Let’s not forget that “the Contis” in 2008-2009 (the employees of Continental, editor’s note) set fire to their production tool to express their refusal to lose their jobs. We are then faced with an eruption of violence that takes us out of the world of speech and into a pattern of war. Since then, we got used to it. Not only has anger become a value, which it normally is not, but it has also acquired the right to become a violent passion.
Anger and violence are not the same things…
M. E. : Effectively. Anger (1) is an emotion that has its reasons, good or bad, it is a request for recognition that claims to be justified. We can therefore imagine getting out of it through a process of dialogue. Violence, on the other hand, does not build a relationship, it tends to transform adversaries into enemies. It is a form of Manichaeism since it wants to show the confrontation between Good and Evil, the dominant and the dominated.
On the political level, verbal violence, which we have seen growing for a decade, is restoring the Right-Left opposition.
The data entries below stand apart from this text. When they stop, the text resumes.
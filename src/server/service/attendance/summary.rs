//! Attendance summary: the dashboard's service.
//!
//! The second call site of the session engine. Live dashboards open a session the
//! same way the marking screen does; point-in-time reports aggregate per-unit
//! counts straight from the record store.

use std::collections::HashMap;

use sea_orm::DatabaseConnection;

use crate::{
    model::attendance::{AttendanceSummaryDto, UnitCountDto},
    server::{
        data::{
            attendance::AttendanceRepository, member::MemberRepository,
            org::OrgUnitRepository, project::EventRepository,
            registration::RegistrationRepository,
        },
        error::{attendance::AttendanceError, Error},
        feed::{AttendanceFeed, FeedSubscription},
        service::attendance::session::AttendanceSession,
    },
};

pub struct AttendanceSummaryService<'a> {
    db: &'a DatabaseConnection,
    feed: &'a AttendanceFeed,
}

impl<'a> AttendanceSummaryService<'a> {
    /// Creates a new instance of [`AttendanceSummaryService`]
    pub fn new(db: &'a DatabaseConnection, feed: &'a AttendanceFeed) -> Self {
        Self { db, feed }
    }

    /// Opens a live session for a dashboard, subscription first, then bulk load.
    pub async fn open_live(
        &self,
        event_id: i32,
    ) -> Result<(AttendanceSession, FeedSubscription), Error> {
        let event_repo = EventRepository::new(self.db);

        if event_repo.get(event_id).await?.is_none() {
            return Err(AttendanceError::EventNotFound(event_id).into());
        }

        let subscription = self.feed.subscribe();

        let mut session = AttendanceSession::new(event_id);
        let attendance_repo = AttendanceRepository::new(self.db);
        session.load_initial(&attendance_repo).await?;

        Ok((session, subscription))
    }

    /// The event flagged for the dashboard, if any.
    pub async fn primary_event(&self) -> Result<Option<entity::project_event::Model>, Error> {
        let event_repo = EventRepository::new(self.db);

        Ok(event_repo.get_primary().await?)
    }

    /// Point-in-time per-unit attendance counts for an event.
    pub async fn summarize(&self, event_id: i32) -> Result<AttendanceSummaryDto, Error> {
        let event_repo = EventRepository::new(self.db);
        let registration_repo = RegistrationRepository::new(self.db);
        let member_repo = MemberRepository::new(self.db);
        let attendance_repo = AttendanceRepository::new(self.db);
        let unit_repo = OrgUnitRepository::new(self.db);

        let event = event_repo
            .get(event_id)
            .await?
            .ok_or(AttendanceError::EventNotFound(event_id))?;

        let registrations = registration_repo.list_by_project(event.project_id).await?;
        let records = attendance_repo.list_by_event(event_id).await?;

        // Unit placement for every member involved, registered or present.
        let mut member_ids: Vec<i32> = registrations.iter().map(|r| r.member_id).collect();
        member_ids.extend(records.iter().map(|r| r.member_id));
        member_ids.sort_unstable();
        member_ids.dedup();

        let unit_by_member: HashMap<i32, i32> = member_repo
            .list_by_ids(member_ids)
            .await?
            .into_iter()
            .filter_map(|(member, unit)| unit.map(|u| (member.id, u.id)))
            .collect();

        let mut registered_by_unit: HashMap<i32, u64> = HashMap::new();
        for registration in &registrations {
            if let Some(unit_id) = unit_by_member.get(&registration.member_id) {
                *registered_by_unit.entry(*unit_id).or_default() += 1;
            }
        }

        let mut present_by_unit: HashMap<i32, u64> = HashMap::new();
        for record in &records {
            if let Some(unit_id) = unit_by_member.get(&record.member_id) {
                *present_by_unit.entry(*unit_id).or_default() += 1;
            }
        }

        let mut units: Vec<UnitCountDto> = unit_repo
            .list()
            .await?
            .into_iter()
            .filter_map(|unit| {
                let registered = registered_by_unit.get(&unit.id).copied().unwrap_or(0);
                let present = present_by_unit.get(&unit.id).copied().unwrap_or(0);

                (registered > 0 || present > 0).then_some(UnitCountDto {
                    unit_id: unit.id,
                    unit_name: unit.name,
                    present,
                    registered,
                })
            })
            .collect();
        units.sort_by_key(|u| u.unit_id);

        Ok(AttendanceSummaryDto {
            event_id,
            total_present: records.len() as u64,
            total_registered: registrations.len() as u64,
            units,
        })
    }
}
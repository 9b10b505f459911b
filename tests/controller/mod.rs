mod attendance;
mod member;
mod org;
mod user;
In this sense, the macronism which proposes an overcoming of this cleavage indirectly arouses violence. We can also see that the opponents of Emmanuel Macron have not found a way other than verbal violence to fight him.
So the responsibility for the violence lies with the President’s opponents?
M. E. : No. This responsibility is difficult to assign. Initially, there was a discontent, legitimate in a democracy, against the law on the retirement age. Its adoption by the 49.3 procedure transformed this feeling into quasi-revolutionary fury. The opinion is that the representatives of the people do not represent them; even the Constitutional Council is challenged. Opponents no longer recognize the power in place and want to “turn” the system, overturn the table. It is the same process for the mega basins of Sainte Soline.
Therefore, when a crowd is formed, the effect of personal disempowerment comes into play and the situation degenerates. The violence is not morally endorsed and is not carried by a specific person. This is why de-escalation will be difficult to bring about. As for the thugs organized in black blocks, they have no project of overthrowing power but of destroying the political system.